***** SOURCE MATERIAL

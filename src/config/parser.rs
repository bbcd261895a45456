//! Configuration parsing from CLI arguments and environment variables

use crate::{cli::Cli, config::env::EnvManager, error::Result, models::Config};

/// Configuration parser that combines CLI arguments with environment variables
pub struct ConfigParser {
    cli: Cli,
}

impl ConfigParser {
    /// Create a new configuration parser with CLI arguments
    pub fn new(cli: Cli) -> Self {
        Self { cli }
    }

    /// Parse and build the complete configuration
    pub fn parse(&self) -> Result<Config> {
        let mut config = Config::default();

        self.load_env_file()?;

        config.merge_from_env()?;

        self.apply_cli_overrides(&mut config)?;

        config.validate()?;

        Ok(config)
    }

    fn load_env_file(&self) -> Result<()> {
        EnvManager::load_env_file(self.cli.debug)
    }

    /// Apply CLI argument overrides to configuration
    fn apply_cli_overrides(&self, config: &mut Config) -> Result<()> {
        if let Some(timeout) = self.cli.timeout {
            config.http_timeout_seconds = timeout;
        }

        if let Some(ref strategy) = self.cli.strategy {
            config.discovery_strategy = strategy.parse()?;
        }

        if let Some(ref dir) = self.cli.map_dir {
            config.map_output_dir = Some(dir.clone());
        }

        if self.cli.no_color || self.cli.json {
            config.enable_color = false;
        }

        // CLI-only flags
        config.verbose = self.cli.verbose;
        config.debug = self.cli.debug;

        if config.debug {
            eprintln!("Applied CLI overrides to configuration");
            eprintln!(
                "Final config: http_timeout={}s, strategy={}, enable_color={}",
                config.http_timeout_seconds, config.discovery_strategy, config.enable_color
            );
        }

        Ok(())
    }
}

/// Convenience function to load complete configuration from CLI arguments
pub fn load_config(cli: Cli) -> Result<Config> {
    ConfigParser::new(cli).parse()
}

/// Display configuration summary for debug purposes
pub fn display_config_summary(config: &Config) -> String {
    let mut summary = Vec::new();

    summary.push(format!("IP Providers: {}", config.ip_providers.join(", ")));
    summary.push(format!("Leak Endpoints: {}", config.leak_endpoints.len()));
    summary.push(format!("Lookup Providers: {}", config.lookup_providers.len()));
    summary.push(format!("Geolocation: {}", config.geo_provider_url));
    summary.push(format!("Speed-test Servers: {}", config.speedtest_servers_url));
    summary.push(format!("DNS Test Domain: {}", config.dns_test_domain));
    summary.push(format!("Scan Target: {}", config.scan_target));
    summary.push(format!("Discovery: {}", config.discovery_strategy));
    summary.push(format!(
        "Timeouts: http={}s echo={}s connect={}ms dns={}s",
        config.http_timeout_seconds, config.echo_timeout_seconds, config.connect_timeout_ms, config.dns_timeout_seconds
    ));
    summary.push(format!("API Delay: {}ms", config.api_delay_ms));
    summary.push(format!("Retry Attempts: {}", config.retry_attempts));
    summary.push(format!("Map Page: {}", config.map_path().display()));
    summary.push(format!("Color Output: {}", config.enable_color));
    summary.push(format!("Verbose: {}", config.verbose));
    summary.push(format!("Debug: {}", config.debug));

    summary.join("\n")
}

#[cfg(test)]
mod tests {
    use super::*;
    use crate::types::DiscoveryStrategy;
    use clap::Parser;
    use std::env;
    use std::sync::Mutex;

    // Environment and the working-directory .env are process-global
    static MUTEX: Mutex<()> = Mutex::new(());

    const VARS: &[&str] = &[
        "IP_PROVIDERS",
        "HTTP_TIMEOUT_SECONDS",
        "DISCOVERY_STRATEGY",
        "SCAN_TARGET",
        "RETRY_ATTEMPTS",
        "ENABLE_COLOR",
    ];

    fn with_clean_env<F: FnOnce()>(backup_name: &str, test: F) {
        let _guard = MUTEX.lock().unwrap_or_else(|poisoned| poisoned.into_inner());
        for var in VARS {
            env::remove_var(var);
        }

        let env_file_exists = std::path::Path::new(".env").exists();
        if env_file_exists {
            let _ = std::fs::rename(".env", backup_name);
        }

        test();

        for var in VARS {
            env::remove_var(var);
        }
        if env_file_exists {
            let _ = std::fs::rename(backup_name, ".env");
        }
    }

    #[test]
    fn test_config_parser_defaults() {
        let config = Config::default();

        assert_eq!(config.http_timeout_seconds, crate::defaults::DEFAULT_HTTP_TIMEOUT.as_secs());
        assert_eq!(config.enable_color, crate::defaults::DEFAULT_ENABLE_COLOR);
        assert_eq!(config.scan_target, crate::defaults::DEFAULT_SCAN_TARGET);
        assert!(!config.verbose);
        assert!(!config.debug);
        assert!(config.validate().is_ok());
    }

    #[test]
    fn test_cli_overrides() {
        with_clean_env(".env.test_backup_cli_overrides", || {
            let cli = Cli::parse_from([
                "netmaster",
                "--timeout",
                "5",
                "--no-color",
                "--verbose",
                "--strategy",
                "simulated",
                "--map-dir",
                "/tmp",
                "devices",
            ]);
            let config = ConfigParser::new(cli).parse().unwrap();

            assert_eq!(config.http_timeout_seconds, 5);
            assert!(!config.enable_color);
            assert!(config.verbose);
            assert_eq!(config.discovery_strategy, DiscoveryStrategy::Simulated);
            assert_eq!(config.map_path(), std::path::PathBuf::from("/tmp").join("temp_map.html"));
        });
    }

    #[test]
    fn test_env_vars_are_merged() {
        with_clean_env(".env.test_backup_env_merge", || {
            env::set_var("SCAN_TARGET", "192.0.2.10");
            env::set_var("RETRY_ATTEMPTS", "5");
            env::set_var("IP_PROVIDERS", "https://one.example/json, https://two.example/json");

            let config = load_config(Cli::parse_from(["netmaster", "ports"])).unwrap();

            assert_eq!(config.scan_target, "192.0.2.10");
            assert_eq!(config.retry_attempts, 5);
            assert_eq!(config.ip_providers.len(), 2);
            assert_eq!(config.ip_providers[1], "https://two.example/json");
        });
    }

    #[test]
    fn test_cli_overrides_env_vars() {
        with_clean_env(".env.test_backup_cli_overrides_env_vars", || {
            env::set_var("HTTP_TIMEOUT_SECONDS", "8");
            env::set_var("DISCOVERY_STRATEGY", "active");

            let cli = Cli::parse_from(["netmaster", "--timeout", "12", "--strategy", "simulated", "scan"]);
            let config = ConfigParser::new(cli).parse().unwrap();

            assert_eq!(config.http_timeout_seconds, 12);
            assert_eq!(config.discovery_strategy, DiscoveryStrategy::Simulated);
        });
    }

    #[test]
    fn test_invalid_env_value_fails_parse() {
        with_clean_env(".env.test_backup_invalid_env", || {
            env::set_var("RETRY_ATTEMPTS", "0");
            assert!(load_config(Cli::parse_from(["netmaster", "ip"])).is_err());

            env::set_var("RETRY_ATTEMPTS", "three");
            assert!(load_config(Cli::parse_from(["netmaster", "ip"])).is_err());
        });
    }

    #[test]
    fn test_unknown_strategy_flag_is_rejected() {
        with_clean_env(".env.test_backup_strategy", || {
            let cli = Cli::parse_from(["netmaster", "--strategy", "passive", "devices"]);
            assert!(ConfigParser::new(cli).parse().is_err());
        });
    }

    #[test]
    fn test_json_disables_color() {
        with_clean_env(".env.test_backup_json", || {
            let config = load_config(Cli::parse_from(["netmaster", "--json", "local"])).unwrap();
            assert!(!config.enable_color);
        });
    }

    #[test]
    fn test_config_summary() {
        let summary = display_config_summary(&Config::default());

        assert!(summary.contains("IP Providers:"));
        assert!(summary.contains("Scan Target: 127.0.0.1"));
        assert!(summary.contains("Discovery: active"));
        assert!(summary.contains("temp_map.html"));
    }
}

**********
***** SOURCE MATERIAL

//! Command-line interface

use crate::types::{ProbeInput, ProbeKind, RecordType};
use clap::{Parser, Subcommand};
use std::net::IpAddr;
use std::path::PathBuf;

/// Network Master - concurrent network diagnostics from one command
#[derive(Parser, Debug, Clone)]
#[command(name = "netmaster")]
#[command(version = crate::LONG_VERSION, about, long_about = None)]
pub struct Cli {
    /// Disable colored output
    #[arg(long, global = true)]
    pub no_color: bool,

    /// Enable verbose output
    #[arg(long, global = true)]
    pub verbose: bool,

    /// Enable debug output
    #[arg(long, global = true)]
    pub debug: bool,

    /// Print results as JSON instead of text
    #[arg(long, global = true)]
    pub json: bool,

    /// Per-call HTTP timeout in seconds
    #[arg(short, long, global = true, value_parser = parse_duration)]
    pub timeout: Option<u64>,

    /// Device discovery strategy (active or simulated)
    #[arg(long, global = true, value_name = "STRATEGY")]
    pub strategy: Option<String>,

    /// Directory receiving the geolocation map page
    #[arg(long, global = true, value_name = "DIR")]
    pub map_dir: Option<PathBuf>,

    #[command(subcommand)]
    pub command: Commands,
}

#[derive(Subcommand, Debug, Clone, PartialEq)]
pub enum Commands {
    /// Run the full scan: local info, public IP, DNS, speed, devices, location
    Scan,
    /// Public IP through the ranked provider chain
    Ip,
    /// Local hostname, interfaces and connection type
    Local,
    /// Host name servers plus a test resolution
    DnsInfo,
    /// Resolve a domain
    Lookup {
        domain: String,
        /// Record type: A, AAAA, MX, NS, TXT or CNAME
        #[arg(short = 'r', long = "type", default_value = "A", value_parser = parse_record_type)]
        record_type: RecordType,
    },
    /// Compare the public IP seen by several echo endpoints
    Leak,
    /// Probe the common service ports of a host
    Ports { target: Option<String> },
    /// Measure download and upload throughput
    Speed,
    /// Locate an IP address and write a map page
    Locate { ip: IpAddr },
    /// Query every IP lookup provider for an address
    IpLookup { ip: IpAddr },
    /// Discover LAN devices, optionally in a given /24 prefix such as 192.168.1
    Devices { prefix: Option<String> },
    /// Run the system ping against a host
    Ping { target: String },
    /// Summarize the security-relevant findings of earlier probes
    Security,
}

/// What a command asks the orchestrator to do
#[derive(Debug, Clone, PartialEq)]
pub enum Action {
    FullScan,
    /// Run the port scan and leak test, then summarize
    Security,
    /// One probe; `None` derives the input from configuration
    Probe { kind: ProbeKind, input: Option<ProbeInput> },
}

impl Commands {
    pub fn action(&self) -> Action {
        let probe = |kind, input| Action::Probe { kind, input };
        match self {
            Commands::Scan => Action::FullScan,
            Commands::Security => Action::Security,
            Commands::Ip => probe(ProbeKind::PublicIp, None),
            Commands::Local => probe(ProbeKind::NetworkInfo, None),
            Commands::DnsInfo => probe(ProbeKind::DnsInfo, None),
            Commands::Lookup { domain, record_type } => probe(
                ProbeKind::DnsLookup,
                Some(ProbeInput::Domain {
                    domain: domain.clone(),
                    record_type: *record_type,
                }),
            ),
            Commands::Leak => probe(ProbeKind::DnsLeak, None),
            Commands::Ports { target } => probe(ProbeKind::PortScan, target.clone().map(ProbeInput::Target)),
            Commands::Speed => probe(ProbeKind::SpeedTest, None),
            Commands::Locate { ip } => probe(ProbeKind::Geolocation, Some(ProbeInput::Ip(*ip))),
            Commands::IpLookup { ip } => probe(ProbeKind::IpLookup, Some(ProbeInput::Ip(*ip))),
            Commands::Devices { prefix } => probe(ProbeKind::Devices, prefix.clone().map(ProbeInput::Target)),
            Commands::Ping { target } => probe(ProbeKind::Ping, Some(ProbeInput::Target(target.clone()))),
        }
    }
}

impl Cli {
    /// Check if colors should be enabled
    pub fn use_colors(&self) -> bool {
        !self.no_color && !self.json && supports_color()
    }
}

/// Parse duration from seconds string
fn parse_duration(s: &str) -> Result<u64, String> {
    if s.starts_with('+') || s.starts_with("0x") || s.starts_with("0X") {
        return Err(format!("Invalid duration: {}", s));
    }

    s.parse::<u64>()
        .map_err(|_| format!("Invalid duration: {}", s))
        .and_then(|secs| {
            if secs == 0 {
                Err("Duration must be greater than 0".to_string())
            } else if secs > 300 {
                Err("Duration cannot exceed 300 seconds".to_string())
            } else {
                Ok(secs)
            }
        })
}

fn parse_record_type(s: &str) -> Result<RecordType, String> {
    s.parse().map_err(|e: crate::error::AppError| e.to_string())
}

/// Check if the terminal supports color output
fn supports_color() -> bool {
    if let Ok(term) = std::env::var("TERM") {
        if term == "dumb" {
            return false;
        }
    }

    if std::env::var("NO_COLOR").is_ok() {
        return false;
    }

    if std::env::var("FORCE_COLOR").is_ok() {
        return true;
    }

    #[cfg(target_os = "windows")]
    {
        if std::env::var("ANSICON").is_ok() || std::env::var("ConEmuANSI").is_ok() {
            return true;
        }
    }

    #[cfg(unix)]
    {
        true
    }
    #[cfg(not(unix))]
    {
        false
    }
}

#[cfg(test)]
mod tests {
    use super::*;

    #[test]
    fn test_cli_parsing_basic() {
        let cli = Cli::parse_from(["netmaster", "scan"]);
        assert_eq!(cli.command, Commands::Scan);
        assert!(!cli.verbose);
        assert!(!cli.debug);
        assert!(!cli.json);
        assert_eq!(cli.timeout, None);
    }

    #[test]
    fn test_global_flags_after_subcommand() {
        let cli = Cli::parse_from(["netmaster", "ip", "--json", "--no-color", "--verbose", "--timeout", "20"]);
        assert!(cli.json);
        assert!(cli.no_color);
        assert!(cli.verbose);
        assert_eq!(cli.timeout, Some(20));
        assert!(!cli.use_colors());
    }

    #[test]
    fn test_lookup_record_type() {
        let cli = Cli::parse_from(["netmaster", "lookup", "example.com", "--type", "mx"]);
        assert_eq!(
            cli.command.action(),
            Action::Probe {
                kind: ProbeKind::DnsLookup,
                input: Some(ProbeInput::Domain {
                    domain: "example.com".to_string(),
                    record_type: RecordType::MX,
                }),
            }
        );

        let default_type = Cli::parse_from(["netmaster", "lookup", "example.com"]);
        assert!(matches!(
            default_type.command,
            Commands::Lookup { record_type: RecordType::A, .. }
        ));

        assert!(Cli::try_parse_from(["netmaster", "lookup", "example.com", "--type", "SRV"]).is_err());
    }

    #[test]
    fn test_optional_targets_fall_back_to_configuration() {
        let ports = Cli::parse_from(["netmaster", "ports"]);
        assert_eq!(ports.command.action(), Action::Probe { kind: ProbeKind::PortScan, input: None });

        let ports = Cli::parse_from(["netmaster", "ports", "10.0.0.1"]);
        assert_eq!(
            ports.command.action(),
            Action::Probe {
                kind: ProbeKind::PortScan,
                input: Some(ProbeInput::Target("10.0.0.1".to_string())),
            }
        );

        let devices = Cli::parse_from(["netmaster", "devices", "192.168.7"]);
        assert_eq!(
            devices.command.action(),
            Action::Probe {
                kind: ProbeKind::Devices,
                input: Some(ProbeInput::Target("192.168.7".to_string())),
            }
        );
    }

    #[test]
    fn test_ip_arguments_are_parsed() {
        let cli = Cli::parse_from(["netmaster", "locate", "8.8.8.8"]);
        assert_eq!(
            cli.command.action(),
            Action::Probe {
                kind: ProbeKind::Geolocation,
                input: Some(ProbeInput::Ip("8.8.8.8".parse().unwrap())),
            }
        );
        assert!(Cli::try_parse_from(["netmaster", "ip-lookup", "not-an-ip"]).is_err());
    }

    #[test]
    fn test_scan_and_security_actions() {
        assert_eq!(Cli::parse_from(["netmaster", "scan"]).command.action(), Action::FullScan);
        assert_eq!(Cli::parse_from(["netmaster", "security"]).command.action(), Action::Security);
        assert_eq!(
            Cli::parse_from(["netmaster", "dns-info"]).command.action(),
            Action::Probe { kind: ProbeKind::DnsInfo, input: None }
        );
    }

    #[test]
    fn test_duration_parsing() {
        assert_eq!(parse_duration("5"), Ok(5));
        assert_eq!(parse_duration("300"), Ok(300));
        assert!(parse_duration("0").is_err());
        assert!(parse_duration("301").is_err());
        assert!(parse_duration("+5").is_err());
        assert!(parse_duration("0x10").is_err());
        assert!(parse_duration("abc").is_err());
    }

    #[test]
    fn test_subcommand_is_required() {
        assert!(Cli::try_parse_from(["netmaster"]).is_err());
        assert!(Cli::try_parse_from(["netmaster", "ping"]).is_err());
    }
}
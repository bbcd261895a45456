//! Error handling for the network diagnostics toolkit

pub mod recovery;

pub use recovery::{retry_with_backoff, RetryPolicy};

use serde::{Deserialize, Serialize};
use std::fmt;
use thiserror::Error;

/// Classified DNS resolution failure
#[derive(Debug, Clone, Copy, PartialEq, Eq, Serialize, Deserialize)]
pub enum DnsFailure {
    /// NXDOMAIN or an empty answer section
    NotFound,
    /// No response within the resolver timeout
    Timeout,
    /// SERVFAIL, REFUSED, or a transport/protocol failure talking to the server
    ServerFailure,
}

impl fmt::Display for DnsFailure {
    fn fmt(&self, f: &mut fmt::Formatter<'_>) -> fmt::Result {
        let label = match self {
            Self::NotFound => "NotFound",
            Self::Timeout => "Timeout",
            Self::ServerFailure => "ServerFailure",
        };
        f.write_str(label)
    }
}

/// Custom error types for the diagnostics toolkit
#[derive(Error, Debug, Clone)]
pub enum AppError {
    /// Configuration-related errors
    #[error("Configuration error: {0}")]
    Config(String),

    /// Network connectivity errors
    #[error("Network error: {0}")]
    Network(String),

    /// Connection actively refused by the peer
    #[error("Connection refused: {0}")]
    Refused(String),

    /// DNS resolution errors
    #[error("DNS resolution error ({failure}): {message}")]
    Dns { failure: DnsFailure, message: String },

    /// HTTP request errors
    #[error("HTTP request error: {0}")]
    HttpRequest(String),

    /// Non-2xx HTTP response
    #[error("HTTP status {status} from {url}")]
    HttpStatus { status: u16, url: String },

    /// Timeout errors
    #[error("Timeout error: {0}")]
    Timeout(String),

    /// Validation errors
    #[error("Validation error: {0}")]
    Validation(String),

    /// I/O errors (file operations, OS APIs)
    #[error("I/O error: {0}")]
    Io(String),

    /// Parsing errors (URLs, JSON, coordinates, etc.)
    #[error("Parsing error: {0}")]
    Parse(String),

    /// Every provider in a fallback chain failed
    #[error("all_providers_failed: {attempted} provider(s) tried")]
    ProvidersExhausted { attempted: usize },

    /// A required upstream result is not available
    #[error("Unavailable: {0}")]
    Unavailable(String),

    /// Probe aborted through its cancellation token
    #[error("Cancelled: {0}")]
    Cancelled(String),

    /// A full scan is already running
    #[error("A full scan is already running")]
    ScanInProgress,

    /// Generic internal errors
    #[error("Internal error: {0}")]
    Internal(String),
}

**********

- EXERCISE OBJECTIVE
Search the entries for "example" and show every line that has it.

- TASK RESPONSE
            env::set_var("IP_PROVIDERS", "https://one.example/json, https://two.example/json");
            assert_eq!(config.ip_providers[1], "https://two.example/json");
        let cli = Cli::parse_from(["netmaster", "lookup", "example.com", "--type", "mx"]);
                    domain: "example.com".to_string(),
        let default_type = Cli::parse_from(["netmaster", "lookup", "example.com"]);
        assert!(Cli::try_parse_from(["netmaster", "lookup", "example.com", "--type", "SRV"]).is_err());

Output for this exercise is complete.